§ Saved data entries
async fn socket_to_serial<S>(
    stream: &mut S,
    mut writer: Box<dyn Write + Send>,
    device: &str,
    peer: &str,
    counters: &RelayCounters,
) -> PumpExit
where
    S: Stream<Item = Result<Message, tungstenite::Error>> + Unpin,
{
    while let Some(msg) = stream.next().await {
        let msg = match msg {
            Ok(msg) => msg,
            Err(tungstenite::Error::ConnectionClosed) => return PumpExit::SocketClosed,
            Err(e) => {
                return PumpExit::Failed(IoError::connection(peer, format!("receive failed: {}", e)));
            }
        };

        if msg.is_close() {
            return PumpExit::SocketClosed;
        }

        let Some(data) = outbound_bytes(&msg) else {
            continue;
        };

        // Serial writes block at the OS level; keep them off the async workers.
        let write = tokio::task::spawn_blocking(move || {
            let result = write_to_serial(writer.as_mut(), &data);
            (writer, data, result)
        })
        .await;

        let (returned, data, result) = match write {
            Ok(done) => done,
            Err(e) => {
                return PumpExit::Failed(IoError::write(device, format!("writer task failed: {}", e)));
            }
        };
        writer = returned;

        if let Err(e) = result {
            return PumpExit::Failed(IoError::write(device, e.to_string()));
        }

        counters
            .socket_to_serial
            .fetch_add(data.len() as u64, Ordering::Relaxed);
        tlog!("[relay] {} -> device: [{}]", peer, hex::encode(&data));
    }

    PumpExit::SocketClosed
}

// ============================================================================
// Tests
// ============================================================================


#[cfg(test)]
mod tests {
    use std::sync::atomic::AtomicUsize;

    use tokio::io::DuplexStream;
    use tokio::task::JoinHandle;
    use tokio_tungstenite::tungstenite::protocol::Role;
    use tokio_tungstenite::WebSocketStream;

    use super::testing::MockSerial;
    use super::*;
    use crate::io::serial::framer::encode_realtime_frame;
    use crate::telemetry::testing::{FailingSink, RecordingSink};

    type Client = WebSocketStream<DuplexStream>;

    fn fast_config() -> RelayConfig {
        RelayConfig {
            chunk_size: DEFAULT_CHUNK_SIZE,
            idle_backoff: Duration::from_millis(10),
        }
    }

    /// Start a relay over an in-memory WebSocket and return the client end.
    async fn start(
        serial: Arc<MockSerial>,
        telemetry: Option<Arc<dyn TelemetrySink>>,
    ) -> (Client, JoinHandle<ConnectionSummary>) {
        let (client_io, server_io) = tokio::io::duplex(64 * 1024);
        let relay = Relay::new(serial, telemetry, fast_config());
        let handle = tokio::spawn(async move {
            let ws = WebSocketStream::from_raw_socket(server_io, Role::Server, None).await;
            relay.run(ws, "test-client").await
        });
        let client = WebSocketStream::from_raw_socket(client_io, Role::Client, None).await;
        (client, handle)
    }

    async fn next_binary(client: &mut Client) -> Vec<u8> {
        loop {
            let msg = tokio::time::timeout(Duration::from_secs(2), client.next())
                .await
                .expect("timed out waiting for message")
                .expect("stream ended")
                .expect("websocket error");
            if let Message::Binary(data) = msg {
                return data.to_vec();
            }
        }
    }

    async fn wait_for(mut condition: impl FnMut() -> bool) {
        for _ in 0..200 {
            if condition() {
                return;
            }
            tokio::time::sleep(Duration::from_millis(10)).await;
        }
        panic!("condition not met in time");
    }

    #[tokio::test]
    async fn test_serial_bytes_forwarded_verbatim() {
        let serial = Arc::new(MockSerial::default());
        let noise = vec![0x00, 0x55, 0xAA, 0xFF, 0x13, 0x37];
        serial.push(&noise);

        let (mut client, handle) = start(serial.clone(), None).await;
        assert_eq!(next_binary(&mut client).await, noise);

        client.close(None).await.unwrap();
        let summary = handle.await.unwrap();
        assert!(matches!(summary.exit, PumpExit::SocketClosed));
        assert_eq!(summary.bytes_to_socket, noise.len() as u64);
    }

    #[tokio::test]
    async fn test_binary_and_text_written_to_serial() {
        let serial = Arc::new(MockSerial::default());
        let (mut client, handle) = start(serial.clone(), None).await;

        client.send(Message::binary(vec![0xAA, 0x55, 0x01, 0x03, 0x03])).await.unwrap();
        client.send(Message::text("AT\r\n")).await.unwrap();
        // Empty and non-ASCII messages are ignored
        client.send(Message::binary(Vec::new())).await.unwrap();
        client.send(Message::text("°C")).await.unwrap();

        let s = serial.clone();
        wait_for(move || s.written().len() == 9).await;
        assert_eq!(
            serial.written(),
            vec![0xAA, 0x55, 0x01, 0x03, 0x03, b'A', b'T', b'\r', b'\n']
        );

        client.close(None).await.unwrap();
        let summary = handle.await.unwrap();
        assert_eq!(summary.bytes_to_serial, 9);
    }

    #[tokio::test]
    async fn test_back_to_back_frames_reach_sink_in_order() {
        let serial = Arc::new(MockSerial::default());
        let sink = Arc::new(RecordingSink::default());

        let mut chunk = encode_realtime_frame([215, 220, 20001, -3000]);
        chunk.extend_from_slice(&encode_realtime_frame([216, 221, 20000, -3001]));
        serial.push(&chunk);

        let (mut client, handle) = start(serial.clone(), Some(sink.clone())).await;
        assert_eq!(next_binary(&mut client).await, chunk);

        client.close(None).await.unwrap();
        let summary = handle.await.unwrap();
        assert_eq!(summary.readings, 2);
        assert_eq!(
            sink.channels(),
            vec![
                [Some(21.5), Some(22.0), None, Some(-300.0)],
                [Some(21.6), Some(22.1), Some(2000.0), None],
            ]
        );
    }

    #[tokio::test]
    async fn test_frame_split_across_reads_decoded_once() {
        let serial = Arc::new(MockSerial::default());
        let sink = Arc::new(RecordingSink::default());
        let frame = encode_realtime_frame([100, 200, 300, 400]);
        serial.push(&frame[..5]);
        serial.push(&frame[5..]);

        let (mut client, handle) = start(serial.clone(), Some(sink.clone())).await;
        let mut received = next_binary(&mut client).await;
        received.extend(next_binary(&mut client).await);
        assert_eq!(received, frame);

        client.close(None).await.unwrap();
        handle.await.unwrap();
        assert_eq!(sink.readings.lock().unwrap().len(), 1);
    }

    #[tokio::test]
    async fn test_sink_failure_does_not_affect_relay() {
        let serial = Arc::new(MockSerial::default());
        let frame = encode_realtime_frame([1, 2, 3, 4]);
        serial.push(&frame);
        serial.push(&frame);

        let (mut client, handle) = start(serial.clone(), Some(Arc::new(FailingSink))).await;
        let mut received = next_binary(&mut client).await;
        received.extend(next_binary(&mut client).await);
        assert_eq!(received.len(), frame.len() * 2);

        client.close(None).await.unwrap();
        let summary = handle.await.unwrap();
        assert!(matches!(summary.exit, PumpExit::SocketClosed));
    }

    #[tokio::test]
    async fn test_idle_serial_sleeps_and_stays_alive() {
        let serial = Arc::new(MockSerial::default());
        let reads: Arc<AtomicUsize> = serial.reads.clone();
        let (mut client, handle) = start(serial.clone(), None).await;

        // Nothing arrives while the device is idle
        let idle = tokio::time::timeout(Duration::from_millis(200), client.next()).await;
        assert!(idle.is_err(), "no message expected from an idle device");
        assert!(!handle.is_finished());

        // 10 ms backoff over 200 ms: a busy loop would read far more often
        let count = reads.load(Ordering::SeqCst);
        assert!(count >= 2, "reader should keep polling, got {count}");
        assert!(count < 60, "reader is spinning: {count} reads");

        // Still relaying once data shows up
        serial.push(&[0x42]);
        assert_eq!(next_binary(&mut client).await, vec![0x42]);

        client.close(None).await.unwrap();
        handle.await.unwrap();
    }

    #[tokio::test]
    async fn test_serial_read_error_closes_connection() {
        let serial = Arc::new(MockSerial::default());
        serial.push(&[0x01]);
        serial.push_error(ErrorKind::BrokenPipe);

        let (mut client, handle) = start(serial.clone(), None).await;
        assert_eq!(next_binary(&mut client).await, vec![0x01]);

        let summary = tokio::time::timeout(Duration::from_secs(2), handle)
            .await
            .unwrap()
            .unwrap();
        assert!(matches!(summary.exit, PumpExit::Failed(IoError::Read { .. })));

        // Client sees the close
        let end = tokio::time::timeout(Duration::from_secs(2), async {
            while let Some(Ok(msg)) = client.next().await {
                if msg.is_close() {
                    return;
                }
            }
        })
        .await;
        assert!(end.is_ok());
    }

    #[tokio::test]
    async fn test_serial_write_error_closes_connection() {
        let serial = Arc::new(MockSerial {
            fail_writes: true,
            ..Default::default()
        });
        let (mut client, handle) = start(serial.clone(), None).await;

        client.send(Message::binary(vec![0x01, 0x02])).await.unwrap();

        let summary = tokio::time::timeout(Duration::from_secs(2), handle)
            .await
            .unwrap()
            .unwrap();
        assert!(matches!(summary.exit, PumpExit::Failed(IoError::Write { .. })));
        assert_eq!(summary.bytes_to_serial, 0);
    }

    #[tokio::test]
    async fn test_dropped_client_tears_down_reader() {
        let serial = Arc::new(MockSerial::default());
        let (client, handle) = start(serial.clone(), None).await;

        drop(client);
        let summary = tokio::time::timeout(Duration::from_secs(2), handle)
            .await
            .unwrap()
            .unwrap();
        assert!(!matches!(summary.exit, PumpExit::SerialStopped));

        // Reader was joined, so no further polling happens
        let after = serial.reads.load(Ordering::SeqCst);
        tokio::time::sleep(Duration::from_millis(50)).await;
        assert_eq!(serial.reads.load(Ordering::SeqCst), after);
    }

    #[tokio::test]
    async fn test_chunk_not_decoded_when_send_fails() {
        let recorder = Arc::new(RecordingSink::default());
        let tap = TelemetryTap::new(recorder.clone());
        let counters = RelayCounters::default();

        let (tx, rx) = mpsc::channel(1);
        tx.send(SerialChunk::Data(encode_realtime_frame([100, 200, 300, 400])))
            .await
            .unwrap();
        drop(tx);

        let mut refusing = Box::pin(futures::sink::unfold((), |_, _msg: Message| async {
            Err::<(), _>(tungstenite::Error::ConnectionClosed)
        }));

        let exit = serial_to_socket(rx, &mut refusing, Some(tap), "mock", "test-client", &counters).await;

        assert!(matches!(exit, PumpExit::Failed(IoError::Connection { .. })));
        assert!(recorder.readings.lock().unwrap().is_empty());
        assert_eq!(counters.readings.load(Ordering::Relaxed), 0);
        assert_eq!(counters.serial_to_socket.load(Ordering::Relaxed), 0);
    }

    #[test]
    fn test_outbound_bytes() {
        assert_eq!(outbound_bytes(&Message::binary(vec![1, 2])), Some(vec![1, 2]));
        assert_eq!(outbound_bytes(&Message::text("ok")), Some(b"ok".to_vec()));
        assert_eq!(outbound_bytes(&Message::binary(Vec::new())), None);
        assert_eq!(outbound_bytes(&Message::text("")), None);
        assert_eq!(outbound_bytes(&Message::text("é")), None);
        assert_eq!(outbound_bytes(&Message::Ping(Vec::new().into())), None);
    }
}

§ WHAT YOU ARE ASKED TO DO
Copy all the lines above that hold the string "writer".

§ RESPONSE
    mut writer: Box<dyn Write + Send>,
            let result = write_to_serial(writer.as_mut(), &data);
            (writer, data, result)
                return PumpExit::Failed(IoError::write(device, format!("writer task failed: {}", e)));
        writer = returned;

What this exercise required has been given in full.